Captain John Smith wrote that from 1602 to 1603 Wingfield was one of the early and prime movers and organisers in "showing great charge and industry" in getting the Virginia Venture moving: he was one of the four incorporators for the London Virginia Company in the Virginia Charter of 1606 and one of its biggest financial backers. He recruited (with his cousin, Captain Bartholomew Gosnold) about forty of the 104 would-be colonists, and was the only shareholder to sail. In the first election in the New World, he was elected by his peers as the President of the governing council for one year beginning 13 May 1607, of what became the first successful, English-speaking colony in the New World at Jamestown, Virginia.
After four months, on 10 September, because "he ever held the men to working, watching, and warding", and because of lack of food, death from disease, and attack by the "naturals" (during the worst famine and drought for 800 years), Wingfield was made a scapegoat and was deposed on petty charges. On the return of the Supply Boat on 10 April 1608, Wingfield was sent back to London to answer the charge of being an atheist, and one suspected of having Spanish sympathies. Smith's prime biographer, Philip L. Barbour, however, wrote of the "superlative pettiness of the charges... none of the accusations amounting to anything." Wingfield cleared his reputation, was named in the Second Virginia Charter, 1609, and was active in the Virginia Company until 1620, when he was 70 years old.[citation needed]
He died in England in 1631, ten weeks before fellow Jamestown settler John Smith, and was buried on 13 April at St Andrew's Parish Church, Kimbolton.

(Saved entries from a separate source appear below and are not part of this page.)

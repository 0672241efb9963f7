use prometheus::{IntCounter, IntGauge, Opts, Registry};
use std::sync::Arc;

#[derive(Clone)]
pub struct Metrics {
    pub orders_sent: IntCounter,
    pub orders_succeeded: IntCounter,
    pub orders_failed: IntCounter,
    pub cancels_sent: IntCounter,
    pub cancels_failed: IntCounter,
    pub market_loads: IntCounter,
    pub market_load_failures: IntCounter,
    pub stale_results_discarded: IntCounter,
    pub inflight_orders: IntGauge,
}

fn counter(registry: &Registry, name: &str, help: &str) -> prometheus::Result<IntCounter> {
    let c = IntCounter::with_opts(Opts::new(name, help))?;
    registry.register(Box::new(c.clone()))?;
    Ok(c)
}

impl Metrics {
    pub fn new(registry: &Registry) -> prometheus::Result<Arc<Self>> {
        let inflight_orders =
            IntGauge::with_opts(Opts::new("inflight_orders", "Orders awaiting confirmation"))?;
        registry.register(Box::new(inflight_orders.clone()))?;
        Ok(Arc::new(Self {
            orders_sent: counter(registry, "orders_sent", "Total orders sent")?,
            orders_succeeded: counter(registry, "orders_succeeded", "Orders succeeded")?,
            orders_failed: counter(registry, "orders_failed", "Orders failed")?,
            cancels_sent: counter(registry, "cancels_sent", "Cancel requests sent")?,
            cancels_failed: counter(registry, "cancels_failed", "Cancel requests failed")?,
            market_loads: counter(registry, "market_loads", "Market state loads")?,
            market_load_failures: counter(
                registry,
                "market_load_failures",
                "Market state loads that failed",
            )?,
            stale_results_discarded: counter(
                registry,
                "stale_results_discarded",
                "Async results dropped because a newer request superseded them",
            )?,
            inflight_orders,
        }))
    }

    /// Metrics on a private registry, for tests and tools that never export them.
    pub fn unregistered() -> Arc<Self> {
        Self::new(&Registry::new()).expect("fresh registry accepts every metric")
    }
}

#[cfg(test)]
mod tests {
    use super::*;

    #[test]
    fn metrics_register_once_per_registry() {
        let registry = Registry::new();
        let m = Metrics::new(&registry).unwrap();
        m.orders_sent.inc();
        assert_eq!(m.orders_sent.get(), 1);
        assert!(Metrics::new(&registry).is_err());
        let names: Vec<_> = registry.gather().iter().map(|f| f.get_name().to_string()).collect();
        assert!(names.contains(&"stale_results_discarded".to_string()));
    }
}
impl RpcMetrics {
    pub fn new(registry: &Registry) -> prometheus::Result<Arc<Self>> {
        let req_total = IntCounterVec::new(
            prometheus::Opts::new("rpc_requests_total", "RPC requests total"),
            &["method"],
        )?;
        let fail_total = IntCounterVec::new(
            prometheus::Opts::new("rpc_failures_total", "RPC failures total"),
            &["method"],
        )?;
        let inflight = IntGaugeVec::new(
            prometheus::Opts::new("rpc_inflight", "RPC inflight requests"),
            &["method"],
        )?;
        let latency = HistogramVec::new(
            prometheus::HistogramOpts::new("rpc_latency_seconds", "RPC request latency seconds")
                .buckets(vec![
                    0.005, 0.01, 0.025, 0.05, 0.1, 0.25, 0.5, 1.0, 2.5, 5.0, 10.0,
                ]),
            &["method"],
        )?;
        registry.register(Box::new(req_total.clone()))?;
        registry.register(Box::new(fail_total.clone()))?;
        registry.register(Box::new(inflight.clone()))?;
        registry.register(Box::new(latency.clone()))?;
        Ok(Arc::new(Self {
            req_total,
            fail_total,
            inflight,
            latency,
        }))
    }
}

#[cfg(test)]
mod tests {
    use super::*;
    use crate::config::EngineConfig;

    #[test]
    fn rpc_error_objects_become_errors() {
        let err = parse_rpc_response(json!({
            "jsonrpc": "2.0",
            "id": 1,
            "error": { "code": -32602, "message": "Invalid param" }
        }))
        .unwrap_err();
        assert_eq!(err.to_string(), "rpc error -32602: Invalid param");
        let ok = parse_rpc_response(json!({ "jsonrpc": "2.0", "id": 1, "result": 7 })).unwrap();
        assert_eq!(ok, json!(7));
    }

    #[test]
    fn base64_account_data_is_decoded() {
        let account = json!({ "data": ["AQID", "base64"], "lamports": 1 });
        assert_eq!(decode_account_data(&account).unwrap(), vec![1, 2, 3]);
        let parsed = json!({ "data": {"parsed": {}} });
        assert!(decode_account_data(&parsed).is_err());
    }

    #[test]
    fn parsed_token_accounts_are_read() {
        let owner_account = Pubkey::new_unique();
        let mint = Pubkey::new_unique();
        let result = json!({
            "context": { "slot": 1 },
            "value": [{
                "pubkey": owner_account.to_string(),
                "account": { "data": { "parsed": { "info": {
                    "mint": mint.to_string(),
                    "tokenAmount": { "amount": "1500000", "decimals": 6, "uiAmount": 1.5 }
                }}}}
            }]
        });
        let accounts = parse_token_accounts(&result).unwrap();
        assert_eq!(accounts.len(), 1);
        assert_eq!(accounts[0].pubkey, owner_account);
        assert_eq!(accounts[0].effective_mint, mint);
        assert_eq!(accounts[0].amount, 1_500_000);
        assert_eq!(accounts[0].ui_amount(), 1.5);
    }

    #[test]
    fn filters_use_base58_keys() {
        let key = Pubkey::new_unique();
        assert_eq!(
            memcmp(45, &key),
            json!({ "memcmp": { "offset": 45, "bytes": key.to_string() } })
        );
        assert_eq!(data_size(3228), json!({ "dataSize": 3228 }));
    }

    #[tokio::test(flavor = "multi_thread", worker_threads = 2)]
    #[ignore = "requires network access to a Solana RPC node"]
    async fn fetches_token_program_account() {
        let cfg = EngineConfig::default();
        let metrics = RpcMetrics::new(&Registry::new()).expect("metrics");
        let pool = RpcPool::new(&cfg.rpc, &cfg.rpc.url, metrics).expect("rpc pool");
        let data = pool
            .get_account_data(&TOKEN_PROGRAM_ID)
            .await
            .expect("account info");
        assert!(data.is_some());
    }
}
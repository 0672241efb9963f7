use std::path::{Path, PathBuf};

use anyhow::{Context, Result};
use engine::config::{ConvertConfig, EngineConfig, RpcConfig};
use engine_core::{CustomMarketInfo, MarketInfo};
use serde::{Deserialize, Serialize};
use tokio::fs;
use tracing::info;

pub const ENV_RPC_URL: &str = "CONVERT_RPC_URL";
pub const ENV_KEYPAIR: &str = "CONVERT_KEYPAIR";

fn default_rpc() -> RpcConfig {
    EngineConfig::default().rpc
}

#[derive(Debug, Clone, Default, Serialize, Deserialize, PartialEq, Eq)]
pub struct WalletConfig {
    /// Solana CLI keypair file used for signing.
    #[serde(default, skip_serializing_if = "Option::is_none")]
    pub keypair_path: Option<PathBuf>,
    /// Public key for read-only use when no keypair is configured.
    #[serde(default, skip_serializing_if = "Option::is_none")]
    pub pubkey: Option<String>,
}

#[derive(Debug, Clone, Serialize, Deserialize)]
pub struct AppConfig {
    #[serde(default = "default_rpc")]
    pub rpc: RpcConfig,
    #[serde(default)]
    pub wallet: WalletConfig,
    #[serde(default)]
    pub convert: ConvertConfig,
    #[serde(default, rename = "customMarkets")]
    pub custom_markets: Vec<CustomMarketInfo>,
}

impl Default for AppConfig {
    fn default() -> Self {
        Self {
            rpc: default_rpc(),
            wallet: WalletConfig::default(),
            convert: ConvertConfig::default(),
            custom_markets: Vec::new(),
        }
    }
}

impl AppConfig {
    fn apply_overrides(&mut self, lookup: impl Fn(&str) -> Option<String>) {
        if let Some(url) = lookup(ENV_RPC_URL).filter(|v| !v.is_empty()) {
            self.rpc.url = url;
        }
        if let Some(path) = lookup(ENV_KEYPAIR).filter(|v| !v.is_empty()) {
            self.wallet.keypair_path = Some(PathBuf::from(path));
        }
    }
}

async fn read_config(config_path: &Path) -> Result<AppConfig> {
    if !fs::try_exists(config_path).await.unwrap_or(false) {
        info!(target: "config", path = %config_path.display(), "config file not found; using defaults");
        return Ok(AppConfig::default());
    }
    let raw = fs::read(config_path)
        .await
        .with_context(|| format!("read config file: {}", config_path.display()))?;
    serde_json::from_slice(&raw).context("parse config json")
}

/// Reads the config file (defaults when it does not exist) and applies
/// `CONVERT_RPC_URL` / `CONVERT_KEYPAIR`.
pub async fn load_config(config_path: &Path) -> Result<AppConfig> {
    let mut cfg = read_config(config_path).await?;
    cfg.apply_overrides(|key| std::env::var(key).ok());
    Ok(cfg)
}

/// Persists `market` in the config's custom market list, replacing any entry with the
/// same address.
pub async fn add_custom_market(config_path: &Path, market: CustomMarketInfo) -> Result<()> {
    MarketInfo::try_from(&market).context("validate custom market")?;
    let mut cfg = read_config(config_path).await?;
    cfg.custom_markets.retain(|m| m.address != market.address);
    info!(target: "config", name = %market.name, address = %market.address, "adding custom market");
    cfg.custom_markets.push(market);
    write_config(config_path, &cfg).await
}

async fn write_config(path: &Path, cfg: &AppConfig) -> Result<()> {
    let mut json = serde_json::to_vec_pretty(cfg).context("serialize config")?;
    json.push(b'\n');
    let tmp_path = temp_path(path);
    fs::write(&tmp_path, &json)
        .await
        .with_context(|| format!("write temp config: {}", tmp_path.display()))?;
    fs::rename(&tmp_path, path)
        .await
        .with_context(|| format!("replace config: {}", path.display()))?;
    Ok(())
}

fn temp_path(path: &Path) -> PathBuf {
    let mut os_string = path.as_os_str().to_os_string();
    os_string.push(".tmp");
    os_string.into()
}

Wingfield was born in 1550 at Stonely Priory (dissolved ca. 1536), near Kimbolton, Huntingdonshire (present-day Cambridgeshire), the eldest son of Thomas Maria Wingfield, the Elder, and Margaret (née Kaye; from Woodsome, Yorkshire). and was raised as a Protestant His middle name, "Maria" (pronounced [mah-RYE-uh]), was inherited from his father who had been named after both his godparents, Thomas after Thomas Wolsey a member of the Wingfield family on his mother's side and Maria, derived from Mary Tudor, Queen of France who was related to the Wingfields by marriage as her husband, Charles Brandon, 1st Duke of Suffolk, was part of the Wingfield family.
Edward's father, Thomas Maria Wingfield, MP (who had in 1536 renounced his calling as a priest), died when Edward was seven years old. Before he was twelve years of age, his mother remarried, to James Cruwys of Fotheringhay, Northamptonshire, who became his guardian; yet the father figure in his early years appears to have been his uncle, Jacques Wingfield, one of six contemporary martial Wingfields.
Jacques Wingfield was from 1559 to 1560 until his death in 1587, Master of the Ordnance in Ireland, Constable of Dublin Castle and an Irish privy councillor. When Edward Maria was 19 years old he apparently accompanied his uncle, one of the key settlers involved in building a plantation in Munster, Ireland, with Sir Humphrey Gilbert and Sir John Popham, among others. His uncle held Wickham Skeith, a manor in Suffolk, next to the future living of the great geographer, Richard Hakluyt, the Younger at Wetheringsett – both some ten miles (16 km) from Letheringham Old Hall, the ancestral home of the Wingfield family, and from Otley Hall, ancestral home of the Wingfields' cousins, the Gosnold family (four miles from Letheringham). [citation needed]
In 1575–76, Wingfield returned to England, where in 1576 he was admitted to Lincoln's Inn, the law school, having first passed through its "feeder", [clarification needed] Furnivall's Inn. Before completing his legal training, the lure of the drum called him to the Low Countries. [citation needed]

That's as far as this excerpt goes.